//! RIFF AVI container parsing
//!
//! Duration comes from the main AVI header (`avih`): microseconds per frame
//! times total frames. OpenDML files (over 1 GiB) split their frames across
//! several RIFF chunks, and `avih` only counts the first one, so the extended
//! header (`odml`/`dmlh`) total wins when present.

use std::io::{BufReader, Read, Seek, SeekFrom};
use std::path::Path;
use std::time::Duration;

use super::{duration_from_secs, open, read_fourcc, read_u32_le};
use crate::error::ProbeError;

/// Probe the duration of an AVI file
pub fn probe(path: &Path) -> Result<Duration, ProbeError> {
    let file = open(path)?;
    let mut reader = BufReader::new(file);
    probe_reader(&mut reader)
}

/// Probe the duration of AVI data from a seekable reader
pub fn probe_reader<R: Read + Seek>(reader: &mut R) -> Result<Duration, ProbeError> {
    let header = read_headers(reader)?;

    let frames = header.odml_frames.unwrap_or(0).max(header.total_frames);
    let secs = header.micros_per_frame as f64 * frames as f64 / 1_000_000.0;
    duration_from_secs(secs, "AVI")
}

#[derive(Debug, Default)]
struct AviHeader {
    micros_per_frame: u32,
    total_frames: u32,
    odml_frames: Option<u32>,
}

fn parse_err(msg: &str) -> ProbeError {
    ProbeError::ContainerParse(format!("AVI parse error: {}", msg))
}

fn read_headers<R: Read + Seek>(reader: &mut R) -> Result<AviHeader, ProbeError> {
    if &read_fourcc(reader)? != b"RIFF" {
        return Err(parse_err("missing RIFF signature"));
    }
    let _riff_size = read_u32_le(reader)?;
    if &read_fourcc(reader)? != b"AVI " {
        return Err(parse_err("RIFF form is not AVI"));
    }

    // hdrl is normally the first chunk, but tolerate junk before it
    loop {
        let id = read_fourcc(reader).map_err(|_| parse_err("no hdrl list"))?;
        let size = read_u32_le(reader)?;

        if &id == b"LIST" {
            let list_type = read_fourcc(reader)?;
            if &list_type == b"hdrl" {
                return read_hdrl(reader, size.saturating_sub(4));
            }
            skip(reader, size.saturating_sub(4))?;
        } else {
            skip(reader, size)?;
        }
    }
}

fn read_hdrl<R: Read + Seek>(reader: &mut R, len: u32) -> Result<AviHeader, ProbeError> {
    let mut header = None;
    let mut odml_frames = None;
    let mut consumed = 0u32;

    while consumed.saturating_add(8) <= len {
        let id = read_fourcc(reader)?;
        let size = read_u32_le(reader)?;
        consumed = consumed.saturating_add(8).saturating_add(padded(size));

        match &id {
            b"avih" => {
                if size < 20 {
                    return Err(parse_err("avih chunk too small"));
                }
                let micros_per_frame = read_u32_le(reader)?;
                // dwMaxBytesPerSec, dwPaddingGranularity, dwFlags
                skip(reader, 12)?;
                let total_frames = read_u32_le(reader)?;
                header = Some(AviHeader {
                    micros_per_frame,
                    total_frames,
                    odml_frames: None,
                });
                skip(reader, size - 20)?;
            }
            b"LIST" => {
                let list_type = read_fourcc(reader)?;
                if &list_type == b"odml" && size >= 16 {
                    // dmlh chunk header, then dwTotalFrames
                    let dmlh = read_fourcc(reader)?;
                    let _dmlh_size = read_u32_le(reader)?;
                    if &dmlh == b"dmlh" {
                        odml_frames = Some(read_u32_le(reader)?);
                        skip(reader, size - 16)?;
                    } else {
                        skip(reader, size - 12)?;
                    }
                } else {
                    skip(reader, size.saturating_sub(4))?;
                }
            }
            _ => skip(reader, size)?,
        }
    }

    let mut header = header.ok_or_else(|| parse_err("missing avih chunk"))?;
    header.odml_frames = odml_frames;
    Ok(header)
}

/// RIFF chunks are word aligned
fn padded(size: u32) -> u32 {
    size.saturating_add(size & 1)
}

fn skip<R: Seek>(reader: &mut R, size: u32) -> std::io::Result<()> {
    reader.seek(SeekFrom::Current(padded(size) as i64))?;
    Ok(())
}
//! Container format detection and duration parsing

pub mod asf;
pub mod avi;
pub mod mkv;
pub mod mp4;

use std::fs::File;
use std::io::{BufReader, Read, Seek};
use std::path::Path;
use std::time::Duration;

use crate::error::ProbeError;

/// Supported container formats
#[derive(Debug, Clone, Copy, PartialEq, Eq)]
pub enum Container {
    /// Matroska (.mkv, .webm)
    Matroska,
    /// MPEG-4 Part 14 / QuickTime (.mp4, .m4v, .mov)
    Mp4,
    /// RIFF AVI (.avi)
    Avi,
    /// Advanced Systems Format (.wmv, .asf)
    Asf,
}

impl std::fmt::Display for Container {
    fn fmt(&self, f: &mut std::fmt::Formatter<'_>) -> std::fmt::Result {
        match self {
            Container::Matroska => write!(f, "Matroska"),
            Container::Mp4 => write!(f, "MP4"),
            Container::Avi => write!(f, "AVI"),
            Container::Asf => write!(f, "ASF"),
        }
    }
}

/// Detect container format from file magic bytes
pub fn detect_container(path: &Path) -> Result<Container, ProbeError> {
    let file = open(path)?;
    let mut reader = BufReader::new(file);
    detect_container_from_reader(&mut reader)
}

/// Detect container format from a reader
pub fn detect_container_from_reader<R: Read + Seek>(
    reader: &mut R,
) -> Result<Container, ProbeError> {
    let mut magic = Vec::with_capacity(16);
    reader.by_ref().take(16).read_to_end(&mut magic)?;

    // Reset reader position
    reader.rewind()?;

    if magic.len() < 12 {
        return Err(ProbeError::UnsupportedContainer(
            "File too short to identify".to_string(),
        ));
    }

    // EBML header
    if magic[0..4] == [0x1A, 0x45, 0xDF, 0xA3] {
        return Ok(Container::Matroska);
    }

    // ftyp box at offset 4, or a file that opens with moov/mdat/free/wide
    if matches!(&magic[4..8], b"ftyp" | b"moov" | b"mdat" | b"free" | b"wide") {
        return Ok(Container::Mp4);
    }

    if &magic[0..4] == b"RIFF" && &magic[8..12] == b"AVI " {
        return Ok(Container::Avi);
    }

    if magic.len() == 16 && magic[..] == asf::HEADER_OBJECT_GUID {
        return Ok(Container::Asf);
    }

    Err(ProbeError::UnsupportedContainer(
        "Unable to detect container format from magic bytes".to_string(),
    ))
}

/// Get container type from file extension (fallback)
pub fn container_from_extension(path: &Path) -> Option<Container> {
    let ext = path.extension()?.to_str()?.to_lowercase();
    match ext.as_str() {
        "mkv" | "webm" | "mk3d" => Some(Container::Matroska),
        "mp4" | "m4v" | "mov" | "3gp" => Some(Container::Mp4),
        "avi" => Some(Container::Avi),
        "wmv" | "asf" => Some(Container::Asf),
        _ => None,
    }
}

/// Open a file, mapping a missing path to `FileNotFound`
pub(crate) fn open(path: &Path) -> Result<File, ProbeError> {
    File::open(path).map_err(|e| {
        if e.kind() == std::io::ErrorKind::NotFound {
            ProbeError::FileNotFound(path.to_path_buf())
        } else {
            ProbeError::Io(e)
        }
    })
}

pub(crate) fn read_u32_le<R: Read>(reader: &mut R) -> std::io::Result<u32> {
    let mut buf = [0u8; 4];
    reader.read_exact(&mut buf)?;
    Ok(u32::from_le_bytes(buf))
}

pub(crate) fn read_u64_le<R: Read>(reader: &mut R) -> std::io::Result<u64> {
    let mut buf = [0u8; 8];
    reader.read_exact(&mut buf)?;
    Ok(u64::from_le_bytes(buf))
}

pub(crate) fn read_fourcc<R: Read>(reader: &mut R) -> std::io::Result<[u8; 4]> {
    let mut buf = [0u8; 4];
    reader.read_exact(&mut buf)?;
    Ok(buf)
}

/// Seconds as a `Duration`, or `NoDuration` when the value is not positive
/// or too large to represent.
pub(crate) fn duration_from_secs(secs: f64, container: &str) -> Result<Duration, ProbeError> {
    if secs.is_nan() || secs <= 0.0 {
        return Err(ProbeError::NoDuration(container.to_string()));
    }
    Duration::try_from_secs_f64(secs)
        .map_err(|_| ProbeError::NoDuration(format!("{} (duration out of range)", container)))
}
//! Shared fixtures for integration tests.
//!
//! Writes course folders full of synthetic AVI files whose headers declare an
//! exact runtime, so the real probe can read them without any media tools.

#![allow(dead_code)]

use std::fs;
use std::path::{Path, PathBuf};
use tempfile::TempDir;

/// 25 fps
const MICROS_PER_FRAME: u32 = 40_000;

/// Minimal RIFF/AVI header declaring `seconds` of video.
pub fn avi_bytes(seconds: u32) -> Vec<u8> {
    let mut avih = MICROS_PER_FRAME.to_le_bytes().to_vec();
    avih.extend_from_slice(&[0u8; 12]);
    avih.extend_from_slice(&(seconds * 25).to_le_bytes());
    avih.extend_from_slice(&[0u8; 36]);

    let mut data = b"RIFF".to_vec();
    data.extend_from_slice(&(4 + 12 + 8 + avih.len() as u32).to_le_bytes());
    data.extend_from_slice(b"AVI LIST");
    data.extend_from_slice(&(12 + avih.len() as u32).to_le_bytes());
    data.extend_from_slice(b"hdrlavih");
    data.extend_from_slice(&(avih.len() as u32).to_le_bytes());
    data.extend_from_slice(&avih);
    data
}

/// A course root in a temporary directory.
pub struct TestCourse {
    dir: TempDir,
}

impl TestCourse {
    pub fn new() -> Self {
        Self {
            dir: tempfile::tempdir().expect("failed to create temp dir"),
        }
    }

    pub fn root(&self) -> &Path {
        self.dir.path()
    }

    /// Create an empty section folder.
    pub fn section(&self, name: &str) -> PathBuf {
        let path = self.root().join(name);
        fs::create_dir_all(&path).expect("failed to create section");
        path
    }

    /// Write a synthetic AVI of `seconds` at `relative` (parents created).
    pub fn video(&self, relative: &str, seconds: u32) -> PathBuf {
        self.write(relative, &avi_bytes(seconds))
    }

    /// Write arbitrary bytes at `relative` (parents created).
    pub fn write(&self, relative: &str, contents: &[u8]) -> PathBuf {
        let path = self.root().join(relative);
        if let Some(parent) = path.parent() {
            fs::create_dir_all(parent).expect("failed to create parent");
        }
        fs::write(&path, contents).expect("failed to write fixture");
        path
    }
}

**********

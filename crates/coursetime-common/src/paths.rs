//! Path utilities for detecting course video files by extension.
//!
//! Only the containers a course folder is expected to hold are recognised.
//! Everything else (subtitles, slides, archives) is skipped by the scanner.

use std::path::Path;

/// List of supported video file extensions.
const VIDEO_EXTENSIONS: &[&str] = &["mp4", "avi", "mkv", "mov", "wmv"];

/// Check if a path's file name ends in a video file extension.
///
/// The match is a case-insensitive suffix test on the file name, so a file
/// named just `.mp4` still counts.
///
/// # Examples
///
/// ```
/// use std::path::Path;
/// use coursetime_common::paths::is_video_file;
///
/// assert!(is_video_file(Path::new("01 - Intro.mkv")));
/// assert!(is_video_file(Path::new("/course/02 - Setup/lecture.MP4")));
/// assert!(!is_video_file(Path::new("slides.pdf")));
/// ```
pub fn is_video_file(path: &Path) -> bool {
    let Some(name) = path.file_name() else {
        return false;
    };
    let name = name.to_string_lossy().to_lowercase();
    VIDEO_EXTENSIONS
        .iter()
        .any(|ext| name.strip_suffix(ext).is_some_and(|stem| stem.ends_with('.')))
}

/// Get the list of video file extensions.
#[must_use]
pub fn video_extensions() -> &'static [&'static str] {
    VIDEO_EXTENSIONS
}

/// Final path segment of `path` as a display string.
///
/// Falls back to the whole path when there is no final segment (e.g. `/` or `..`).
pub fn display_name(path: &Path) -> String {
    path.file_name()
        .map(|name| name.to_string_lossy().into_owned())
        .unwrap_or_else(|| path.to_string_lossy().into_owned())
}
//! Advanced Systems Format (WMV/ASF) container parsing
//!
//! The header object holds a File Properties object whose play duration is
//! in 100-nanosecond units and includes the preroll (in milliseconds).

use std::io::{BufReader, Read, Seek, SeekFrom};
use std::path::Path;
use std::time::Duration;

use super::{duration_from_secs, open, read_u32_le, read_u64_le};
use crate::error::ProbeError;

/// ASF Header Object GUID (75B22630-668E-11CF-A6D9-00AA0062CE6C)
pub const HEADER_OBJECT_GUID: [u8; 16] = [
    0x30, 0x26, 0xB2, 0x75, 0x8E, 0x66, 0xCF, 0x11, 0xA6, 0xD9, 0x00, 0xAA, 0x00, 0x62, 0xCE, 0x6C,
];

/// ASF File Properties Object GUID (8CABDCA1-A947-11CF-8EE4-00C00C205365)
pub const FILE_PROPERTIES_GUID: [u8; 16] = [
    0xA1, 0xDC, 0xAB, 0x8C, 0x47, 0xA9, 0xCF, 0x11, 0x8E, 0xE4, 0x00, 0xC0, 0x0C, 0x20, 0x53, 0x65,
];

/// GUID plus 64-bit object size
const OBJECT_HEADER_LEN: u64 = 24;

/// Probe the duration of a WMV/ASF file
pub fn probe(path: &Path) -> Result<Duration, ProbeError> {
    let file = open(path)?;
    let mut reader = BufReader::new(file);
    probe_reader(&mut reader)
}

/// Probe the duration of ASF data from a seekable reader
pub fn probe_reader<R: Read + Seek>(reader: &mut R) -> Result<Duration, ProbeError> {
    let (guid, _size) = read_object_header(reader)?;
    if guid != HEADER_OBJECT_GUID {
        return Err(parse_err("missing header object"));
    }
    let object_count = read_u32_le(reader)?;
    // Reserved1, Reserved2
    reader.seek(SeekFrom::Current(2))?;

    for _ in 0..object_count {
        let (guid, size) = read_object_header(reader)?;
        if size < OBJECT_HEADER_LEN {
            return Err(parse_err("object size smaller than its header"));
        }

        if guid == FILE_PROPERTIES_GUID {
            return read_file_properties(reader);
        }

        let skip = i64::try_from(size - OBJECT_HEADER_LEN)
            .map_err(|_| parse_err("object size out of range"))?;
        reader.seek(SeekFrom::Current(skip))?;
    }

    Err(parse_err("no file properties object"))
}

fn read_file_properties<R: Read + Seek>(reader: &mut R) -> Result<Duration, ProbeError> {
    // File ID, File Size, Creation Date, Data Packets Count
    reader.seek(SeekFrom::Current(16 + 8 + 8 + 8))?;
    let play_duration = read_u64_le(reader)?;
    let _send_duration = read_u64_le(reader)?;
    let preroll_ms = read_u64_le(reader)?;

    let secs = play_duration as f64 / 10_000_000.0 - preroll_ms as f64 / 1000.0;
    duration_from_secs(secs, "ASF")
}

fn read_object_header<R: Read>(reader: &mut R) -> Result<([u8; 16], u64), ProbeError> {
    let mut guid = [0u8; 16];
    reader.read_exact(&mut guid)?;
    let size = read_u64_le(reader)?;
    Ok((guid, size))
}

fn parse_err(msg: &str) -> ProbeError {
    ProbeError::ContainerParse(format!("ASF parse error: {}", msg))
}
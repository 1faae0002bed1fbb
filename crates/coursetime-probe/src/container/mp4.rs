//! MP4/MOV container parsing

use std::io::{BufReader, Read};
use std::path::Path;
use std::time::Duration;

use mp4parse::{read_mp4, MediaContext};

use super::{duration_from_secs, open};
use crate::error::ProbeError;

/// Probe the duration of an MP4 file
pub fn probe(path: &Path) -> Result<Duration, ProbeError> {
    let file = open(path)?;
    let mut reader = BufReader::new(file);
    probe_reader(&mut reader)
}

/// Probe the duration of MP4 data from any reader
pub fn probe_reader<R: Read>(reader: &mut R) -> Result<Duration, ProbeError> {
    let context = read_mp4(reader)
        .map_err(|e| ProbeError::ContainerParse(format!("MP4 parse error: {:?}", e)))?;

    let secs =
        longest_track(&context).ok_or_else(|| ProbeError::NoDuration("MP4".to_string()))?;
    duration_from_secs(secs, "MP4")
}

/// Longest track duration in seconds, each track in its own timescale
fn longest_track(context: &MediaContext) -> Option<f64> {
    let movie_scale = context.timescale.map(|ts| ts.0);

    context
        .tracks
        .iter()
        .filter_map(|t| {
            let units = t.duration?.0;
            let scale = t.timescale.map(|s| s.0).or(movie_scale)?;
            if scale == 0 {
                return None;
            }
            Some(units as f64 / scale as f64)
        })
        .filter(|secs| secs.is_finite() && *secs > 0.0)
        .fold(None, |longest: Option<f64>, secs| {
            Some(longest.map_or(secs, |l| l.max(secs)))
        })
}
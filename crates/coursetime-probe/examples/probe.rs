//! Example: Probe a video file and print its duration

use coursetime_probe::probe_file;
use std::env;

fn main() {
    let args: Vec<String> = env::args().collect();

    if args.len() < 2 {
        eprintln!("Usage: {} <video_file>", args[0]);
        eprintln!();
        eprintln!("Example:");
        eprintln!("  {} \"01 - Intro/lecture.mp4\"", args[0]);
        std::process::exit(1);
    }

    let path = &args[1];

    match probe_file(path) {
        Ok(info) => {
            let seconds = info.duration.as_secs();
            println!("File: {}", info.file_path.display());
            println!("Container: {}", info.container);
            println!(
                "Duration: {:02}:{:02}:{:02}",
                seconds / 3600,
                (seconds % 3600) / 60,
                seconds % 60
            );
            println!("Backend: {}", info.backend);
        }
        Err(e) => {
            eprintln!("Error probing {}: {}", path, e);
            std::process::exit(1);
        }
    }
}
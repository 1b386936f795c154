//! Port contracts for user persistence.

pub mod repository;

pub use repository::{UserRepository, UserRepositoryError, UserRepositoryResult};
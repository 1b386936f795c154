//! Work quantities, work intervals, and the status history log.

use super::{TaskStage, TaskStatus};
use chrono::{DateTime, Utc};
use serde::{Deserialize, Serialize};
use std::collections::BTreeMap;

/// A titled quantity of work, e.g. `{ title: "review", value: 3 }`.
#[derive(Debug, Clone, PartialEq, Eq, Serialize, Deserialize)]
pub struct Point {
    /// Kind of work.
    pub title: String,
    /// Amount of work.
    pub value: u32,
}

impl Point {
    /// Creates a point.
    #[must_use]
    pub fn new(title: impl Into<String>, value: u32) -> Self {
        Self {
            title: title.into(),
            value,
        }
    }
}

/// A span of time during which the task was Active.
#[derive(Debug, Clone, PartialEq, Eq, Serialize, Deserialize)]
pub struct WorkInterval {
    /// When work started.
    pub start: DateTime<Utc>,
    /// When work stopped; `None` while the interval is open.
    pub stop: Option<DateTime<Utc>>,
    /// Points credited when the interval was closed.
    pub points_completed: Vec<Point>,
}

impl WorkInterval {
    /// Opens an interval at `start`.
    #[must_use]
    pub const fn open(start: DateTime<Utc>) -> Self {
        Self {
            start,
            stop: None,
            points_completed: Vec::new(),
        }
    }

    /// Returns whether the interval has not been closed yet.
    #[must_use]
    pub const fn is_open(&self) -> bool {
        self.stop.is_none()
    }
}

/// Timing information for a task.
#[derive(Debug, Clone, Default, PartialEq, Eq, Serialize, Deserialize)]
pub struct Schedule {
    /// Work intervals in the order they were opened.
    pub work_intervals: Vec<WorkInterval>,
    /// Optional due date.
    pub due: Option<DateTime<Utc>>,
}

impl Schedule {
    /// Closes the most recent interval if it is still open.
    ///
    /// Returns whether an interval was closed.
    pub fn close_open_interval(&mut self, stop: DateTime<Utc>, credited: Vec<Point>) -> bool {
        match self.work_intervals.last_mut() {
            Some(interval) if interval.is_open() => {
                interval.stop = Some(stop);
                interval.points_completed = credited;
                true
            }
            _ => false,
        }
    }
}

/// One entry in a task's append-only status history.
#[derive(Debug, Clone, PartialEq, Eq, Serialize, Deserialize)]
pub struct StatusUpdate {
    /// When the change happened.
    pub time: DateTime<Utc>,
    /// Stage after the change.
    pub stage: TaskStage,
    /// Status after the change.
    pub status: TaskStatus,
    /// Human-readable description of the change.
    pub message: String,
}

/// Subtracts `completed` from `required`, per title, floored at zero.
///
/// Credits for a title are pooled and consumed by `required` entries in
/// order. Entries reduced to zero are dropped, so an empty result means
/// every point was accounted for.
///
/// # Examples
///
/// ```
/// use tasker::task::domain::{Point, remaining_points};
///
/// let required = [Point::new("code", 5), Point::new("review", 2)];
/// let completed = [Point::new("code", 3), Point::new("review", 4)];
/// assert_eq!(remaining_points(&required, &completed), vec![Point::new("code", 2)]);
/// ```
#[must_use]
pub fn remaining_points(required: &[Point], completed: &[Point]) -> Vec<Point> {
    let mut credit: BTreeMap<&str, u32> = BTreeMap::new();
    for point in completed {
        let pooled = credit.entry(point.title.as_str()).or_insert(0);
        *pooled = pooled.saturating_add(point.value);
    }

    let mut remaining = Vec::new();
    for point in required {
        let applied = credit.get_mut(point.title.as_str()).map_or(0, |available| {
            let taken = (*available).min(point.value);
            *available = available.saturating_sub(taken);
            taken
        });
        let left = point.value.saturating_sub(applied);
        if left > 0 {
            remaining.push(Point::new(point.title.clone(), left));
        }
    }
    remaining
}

**********

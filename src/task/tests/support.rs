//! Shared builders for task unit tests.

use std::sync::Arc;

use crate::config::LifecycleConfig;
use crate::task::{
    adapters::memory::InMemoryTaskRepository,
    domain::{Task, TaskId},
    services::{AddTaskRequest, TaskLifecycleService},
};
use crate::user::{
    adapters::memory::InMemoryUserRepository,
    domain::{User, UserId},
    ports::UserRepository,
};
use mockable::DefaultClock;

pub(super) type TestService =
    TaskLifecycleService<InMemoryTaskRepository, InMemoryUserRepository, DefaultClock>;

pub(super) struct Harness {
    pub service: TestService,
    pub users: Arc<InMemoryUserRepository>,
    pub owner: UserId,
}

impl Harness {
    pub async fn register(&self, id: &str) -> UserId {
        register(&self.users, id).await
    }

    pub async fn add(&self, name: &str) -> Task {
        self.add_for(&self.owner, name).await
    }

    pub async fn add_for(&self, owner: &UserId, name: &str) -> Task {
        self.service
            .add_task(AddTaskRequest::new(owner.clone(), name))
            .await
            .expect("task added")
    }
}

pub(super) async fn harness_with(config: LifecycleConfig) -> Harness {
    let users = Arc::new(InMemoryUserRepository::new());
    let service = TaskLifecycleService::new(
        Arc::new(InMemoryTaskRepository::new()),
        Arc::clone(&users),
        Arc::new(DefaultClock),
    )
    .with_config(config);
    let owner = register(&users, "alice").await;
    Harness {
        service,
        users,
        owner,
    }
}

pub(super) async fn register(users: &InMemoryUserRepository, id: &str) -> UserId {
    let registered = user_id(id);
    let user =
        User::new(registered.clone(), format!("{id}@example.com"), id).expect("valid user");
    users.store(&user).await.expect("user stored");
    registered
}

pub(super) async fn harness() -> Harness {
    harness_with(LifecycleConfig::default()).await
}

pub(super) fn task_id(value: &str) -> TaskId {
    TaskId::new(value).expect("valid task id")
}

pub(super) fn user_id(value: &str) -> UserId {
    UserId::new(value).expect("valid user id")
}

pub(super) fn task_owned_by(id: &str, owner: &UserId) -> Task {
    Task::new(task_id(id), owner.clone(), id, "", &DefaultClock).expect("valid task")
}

**********

# Problem requirements:
Pull out every line of the records that includes the string "Advanced".

# Task response:
    /// Advanced Systems Format (.wmv, .asf)
//! Advanced Systems Format (WMV/ASF) container parsing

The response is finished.